• **Your goal**:
State, as a single number, how many lines in the data below contain "struct".
Start of Source data
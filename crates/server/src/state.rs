//! Application state shared across handlers.

use std::sync::Arc;

use commande_core::EstimateFactors;

use crate::config::CommandeConfig;
use crate::services::auth::CredentialStore;
use crate::services::export::CsvExporter;
use crate::services::orders::OrderService;
use crate::services::webhook::{WebhookClient, WebhookError};
use crate::store::{CredentialRepository, OrderStore};

/// Application state shared across all handlers.
///
/// This struct is cheaply cloneable via `Arc` and holds the configuration
/// and the services built from it. It holds no per-operator data.
#[derive(Clone)]
pub struct AppState {
    inner: Arc<AppStateInner>,
}

struct AppStateInner {
    config: CommandeConfig,
    credentials: CredentialStore,
    orders: OrderService,
}

impl AppState {
    /// Create a new application state.
    ///
    /// # Errors
    ///
    /// Returns an error if the webhook HTTP client cannot be built.
    pub fn new(config: CommandeConfig) -> Result<Self, WebhookError> {
        let credentials = CredentialStore::new(CredentialRepository::new(
            config.credentials_file.clone(),
        ));

        let webhook = config
            .webhook
            .as_ref()
            .map(WebhookClient::new)
            .transpose()?;
        let exporter = config.export_dir.clone().map(CsvExporter::new);
        let orders = OrderService::new(OrderStore::new(config.data_dir.clone()), webhook, exporter);

        Ok(Self {
            inner: Arc::new(AppStateInner {
                config,
                credentials,
                orders,
            }),
        })
    }

    /// Get a reference to the configuration.
    #[must_use]
    pub fn config(&self) -> &CommandeConfig {
        &self.inner.config
    }

    /// Get a reference to the credential store.
    #[must_use]
    pub fn credentials(&self) -> &CredentialStore {
        &self.inner.credentials
    }

    /// Get a reference to the order submission service.
    #[must_use]
    pub fn orders(&self) -> &OrderService {
        &self.inner.orders
    }

    /// Get a reference to the order store.
    #[must_use]
    pub fn store(&self) -> &OrderStore {
        self.inner.orders.store()
    }

    /// Estimator conversion factors.
    #[must_use]
    pub fn estimate_factors(&self) -> &EstimateFactors {
        &self.inner.config.estimate_factors
    }
}
//! Commande order server.
//!
//! This binary serves the operator order form on port 8501.
//!
//! # Architecture
//!
//! - Axum web framework with Askama templates
//! - One JSON history file per operator, replaced atomically on each order
//! - Orders are POSTed to a webhook before they are committed
//! - Optional per-order CSV export

#![cfg_attr(not(test), forbid(unsafe_code))]

use commande_server::{AppState, CommandeConfig, app};
use sentry::integrations::tracing as sentry_tracing;
use tracing_subscriber::{layer::SubscriberExt, util::SubscriberInitExt};

/// Initialize Sentry error tracking and return guard that must be kept alive.
fn init_sentry(config: &CommandeConfig) -> Option<sentry::ClientInitGuard> {
    let dsn = config.sentry_dsn.as_ref()?;

    let guard = sentry::init((
        dsn.as_str(),
        sentry::ClientOptions {
            release: sentry::release_name!(),
            environment: config
                .sentry_environment
                .clone()
                .map(std::borrow::Cow::Owned),
            attach_stacktrace: true,
            ..Default::default()
        },
    ));

    tracing::info!("Sentry initialized");
    Some(guard)
}

/// Filter tracing events to Sentry event types.
fn sentry_event_filter(metadata: &tracing::Metadata<'_>) -> sentry_tracing::EventFilter {
    match *metadata.level() {
        tracing::Level::ERROR | tracing::Level::WARN => sentry_tracing::EventFilter::Event,
        tracing::Level::INFO | tracing::Level::DEBUG => sentry_tracing::EventFilter::Breadcrumb,
        _ => sentry_tracing::EventFilter::Ignore,
    }
}

#[tokio::main]
async fn main() {
    // Load configuration from environment (needed for Sentry init)
    let config = CommandeConfig::from_env().expect("Failed to load configuration");

    // Initialize Sentry (must be done before tracing subscriber)
    let _sentry_guard = init_sentry(&config);

    // Defaults to info level for our crate if RUST_LOG is not set
    let env_filter = tracing_subscriber::EnvFilter::try_from_default_env()
        .unwrap_or_else(|_| "commande_server=info,tower_http=debug".into());

    tracing_subscriber::registry()
        .with(env_filter)
        .with(tracing_subscriber::fmt::layer())
        .with(sentry_tracing::layer().event_filter(sentry_event_filter))
        .init();

    tracing::info!(
        data_dir = %config.data_dir.display(),
        credentials_file = %config.credentials_file.display(),
        webhook = config.webhook.is_some(),
        export = config.export_dir.is_some(),
        "Configuration loaded"
    );
    if config.webhook.is_none() {
        tracing::warn!("COMMANDE_WEBHOOK_URL not set, orders are committed without delivery");
    }

    let addr = config.socket_addr();
    let state = AppState::new(config).expect("Failed to initialize application state");
    let app = app(state);

    tracing::info!("commande-server listening on {}", addr);

    let listener = tokio::net::TcpListener::bind(addr)
        .await
        .expect("Failed to bind to address");

    axum::serve(listener, app)
        .with_graceful_shutdown(shutdown_signal())
        .await
        .expect("Server error");
}

/// Wait for shutdown signal (Ctrl+C or SIGTERM).
async fn shutdown_signal() {
    let ctrl_c = async {
        tokio::signal::ctrl_c()
            .await
            .expect("Failed to install Ctrl+C handler");
    };

    #[cfg(unix)]
    let terminate = async {
        tokio::signal::unix::signal(tokio::signal::unix::SignalKind::terminate())
            .expect("Failed to install signal handler")
            .recv()
            .await;
    };

    #[cfg(not(unix))]
    let terminate = std::future::pending::<()>();

    tokio::select! {
        () = ctrl_c => {},
        () = terminate => {},
    }

    tracing::info!("Shutdown signal received, starting graceful shutdown");
}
End of Source data
• **Answer section**:
3